"Onze boeren telen meer dan 19 (!) verschillende gewassen, waaronder ook een aantal vlinderbloemige gewassen."
Vlinderbloemige gewassen: een natuurlijke mestfabriek
Als je door de polders in het Buijtenland van Rhoon loopt zie je veel bloeiende gewassen. Van de vroege bloei in maart tot en met september kleuren de percelen van onze boeren alle kleuren van de regenboog. In het Buijtenland van Rhoon telen de boeren namelijk een diversiteit aan gewassen.
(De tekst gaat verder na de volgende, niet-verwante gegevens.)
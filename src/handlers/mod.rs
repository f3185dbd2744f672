pub mod file_handlers;
pub mod system_handlers;
pub mod upload_handlers;

use actix_web::web;

use crate::config::ServerConfig;

pub fn configure_routes(cfg: &mut web::ServiceConfig, config: &ServerConfig) {
    cfg.service(
        web::scope("/api")
            .route("/health", web::get().to(system_handlers::health_check))
            .route("/stats", web::get().to(system_handlers::get_stats))
            .route("/upload", web::post().to(upload_handlers::upload_image))
            .route("/file/{filename}", web::delete().to(file_handlers::delete_file)),
    )
    .service(
        actix_files::Files::new(&config.public_path, config.upload_dir.clone())
            .use_last_modified(true),
    );
}
use std::collections::HashMap;
use std::sync::Arc;

use chrono::Utc;
use parking_lot::Mutex;
use serde::{Deserialize, Serialize};
use tracing::instrument;

use recoin_core::ids::{ConversationId, MessageId, UserId};

use crate::database::Database;
use crate::error::StoreError;
use crate::row_helpers;

/// A stored message. Immutable after append except for the read flag,
/// which only a receiver-side acknowledgement may flip.
#[derive(Clone, Debug, Serialize, Deserialize)]
pub struct MessageRow {
    pub id: MessageId,
    pub conversation_id: ConversationId,
    pub sender_id: UserId,
    pub receiver_id: UserId,
    pub content: String,
    pub read: bool,
    pub sequence: i64,
    pub timestamp: String,
}

/// Per-conversation append lock.
/// Keeps sequence assignment and the tail pointer from interleaving.
struct ConversationLocks {
    locks: HashMap<String, Arc<Mutex<()>>>,
}

impl ConversationLocks {
    fn new() -> Self {
        Self {
            locks: HashMap::new(),
        }
    }

    fn get(&mut self, conversation_id: &str) -> Arc<Mutex<()>> {
        self.locks
            .entry(conversation_id.to_string())
            .or_insert_with(|| Arc::new(Mutex::new(())))
            .clone()
    }
}

pub struct MessageRepo {
    db: Database,
    conversation_locks: Mutex<ConversationLocks>,
}

impl MessageRepo {
    pub fn new(db: Database) -> Self {
        Self {
            db,
            conversation_locks: Mutex::new(ConversationLocks::new()),
        }
    }

    /// Append a message to a conversation's log. Atomically:
    /// 1. Acquires the per-conversation lock
    /// 2. Reads the current max sequence
    /// 3. Inserts the message with the next sequence, unread
    /// 4. Advances the conversation's last_message_id
    #[instrument(skip(self, content), fields(conversation_id = %conversation_id, sender_id = %sender_id))]
    pub fn append(
        &self,
        conversation_id: &ConversationId,
        sender_id: &UserId,
        receiver_id: &UserId,
        content: &str,
    ) -> Result<MessageRow, StoreError> {
        let lock = self.conversation_locks.lock().get(conversation_id.as_str());
        let _guard = lock.lock();

        self.db.with_conn(|conn| {
            // Also verifies the conversation exists: no row, no append.
            let max_seq: i64 = conn
                .query_row(
                    "SELECT COALESCE((SELECT MAX(sequence) FROM messages WHERE conversation_id = ?1), -1)
                     FROM conversations WHERE id = ?1",
                    [conversation_id.as_str()],
                    |row| row.get(0),
                )
                .map_err(|_| StoreError::NotFound(format!("conversation {conversation_id}")))?;

            let message_id = MessageId::new();
            let now = Utc::now().to_rfc3339();
            let sequence = max_seq + 1;

            conn.execute(
                "INSERT INTO messages (id, conversation_id, sender_id, receiver_id, content, read, sequence, timestamp)
                 VALUES (?1, ?2, ?3, ?4, ?5, 0, ?6, ?7)",
                rusqlite::params![
                    message_id.as_str(),
                    conversation_id.as_str(),
                    sender_id.as_str(),
                    receiver_id.as_str(),
                    content,
                    sequence,
                    now,
                ],
            )?;

            conn.execute(
                "UPDATE conversations SET last_message_id = ?1, updated_at = ?2 WHERE id = ?3",
                rusqlite::params![message_id.as_str(), now, conversation_id.as_str()],
            )?;

            Ok(MessageRow {
                id: message_id,
                conversation_id: conversation_id.clone(),
                sender_id: sender_id.clone(),
                receiver_id: receiver_id.clone(),
                content: content.to_string(),
                read: false,
                sequence,
                timestamp: now,
            })
        })
    }

    /// List a conversation's log in append order.
    #[instrument(skip(self), fields(conversation_id = %conversation_id))]
    pub fn list(
        &self,
        conversation_id: &ConversationId,
        limit: Option<u32>,
        offset: Option<u32>,
    ) -> Result<Vec<MessageRow>, StoreError> {
        self.db.with_conn(|conn| {
            let limit = limit.unwrap_or(1000);
            let offset = offset.unwrap_or(0);
            let mut stmt = conn.prepare(
                "SELECT id, conversation_id, sender_id, receiver_id, content, read, sequence, timestamp
                 FROM messages WHERE conversation_id = ?1
                 ORDER BY sequence ASC
                 LIMIT ?2 OFFSET ?3",
            )?;
            let mut rows = stmt.query(rusqlite::params![conversation_id.as_str(), limit, offset])?;
            let mut results = Vec::new();
            while let Some(row) = rows.next()? {
                results.push(row_to_message(row)?);
            }
            Ok(results)
        })
    }

    /// Mark every message addressed to `reader` in this conversation as
    /// read. Returns how many flags flipped. Messages the reader sent are
    /// untouched; senders cannot acknowledge their own messages.
    #[instrument(skip(self), fields(conversation_id = %conversation_id, reader_id = %reader_id))]
    pub fn mark_read(
        &self,
        conversation_id: &ConversationId,
        reader_id: &UserId,
    ) -> Result<u64, StoreError> {
        self.db.with_conn(|conn| {
            let changed = conn.execute(
                "UPDATE messages SET read = 1
                 WHERE conversation_id = ?1 AND receiver_id = ?2 AND read = 0",
                rusqlite::params![conversation_id.as_str(), reader_id.as_str()],
            )?;
            Ok(changed as u64)
        })
    }

    /// Count messages in a conversation.
    #[instrument(skip(self), fields(conversation_id = %conversation_id))]
    pub fn count(&self, conversation_id: &ConversationId) -> Result<i64, StoreError> {
        self.db.with_conn(|conn| {
            Ok(conn.query_row(
                "SELECT COUNT(*) FROM messages WHERE conversation_id = ?1",
                [conversation_id.as_str()],
                |row| row.get(0),
            )?)
        })
    }
}

fn row_to_message(row: &rusqlite::Row<'_>) -> Result<MessageRow, StoreError> {
    Ok(MessageRow {
        id: MessageId::from_raw(row_helpers::get::<String>(row, 0, "messages", "id")?),
        conversation_id: ConversationId::from_raw(row_helpers::get::<String>(
            row,
            1,
            "messages",
            "conversation_id",
        )?),
        sender_id: UserId::from_raw(row_helpers::get::<String>(row, 2, "messages", "sender_id")?),
        receiver_id: UserId::from_raw(row_helpers::get::<String>(row, 3, "messages", "receiver_id")?),
        content: row_helpers::get(row, 4, "messages", "content")?,
        read: row_helpers::get::<i64>(row, 5, "messages", "read")? != 0,
        sequence: row_helpers::get(row, 6, "messages", "sequence")?,
        timestamp: row_helpers::get(row, 7, "messages", "timestamp")?,
    })
}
Naast de gangbare vijf gewassen van een gemiddelde boer in Nederland de zogenaamde hakvruchten zoals aardappelen, uien en bieten. Onze boeren telen meer dan 19 gewassen, waaronder ook een aantal bloeiende maaigewassen en vlinderbloemige gewassen.

Natuurlijke mestfabriek
Al in de oudheid dienden vlinderbloemigen als stikstofbron. Deze gewassen kunnen, met hulp van bodembacteriën, iets heel bijzonders. De bodembacteriën zijn de oorzaak van dat aan de wortels knolletjes ontstaan. Met deze zogenaamde stikstofknolletjes is de plant in staat stikstof uit de lucht te halen en in de bodem fixeren. Omdat dat stofje enorm belangrijk is voor de groei van planten, zijn ze eigenlijk een soort natuurlijke mestfabriek.

Vlinderbloemige soorten
Er zijn veel soorten vlinderbloemigen; winterharde en vorstgevoelige, éénjarige, twee- en meerjarige. Zo groeit er in de polder o.a esparcette, luzerne, grasklaver, lupine, tuinbonen, erwten en bruine bonen. Naast de stikstofbinding leveren vlinderbloemigen een belangrijke bijdrage aan het verhogen van de biodiversiteit. De bloeiende planten zijn zeer aantrekkelijk voor insecten vanwege de pollen en de nectar. Daarom zoemt het zo in de polder.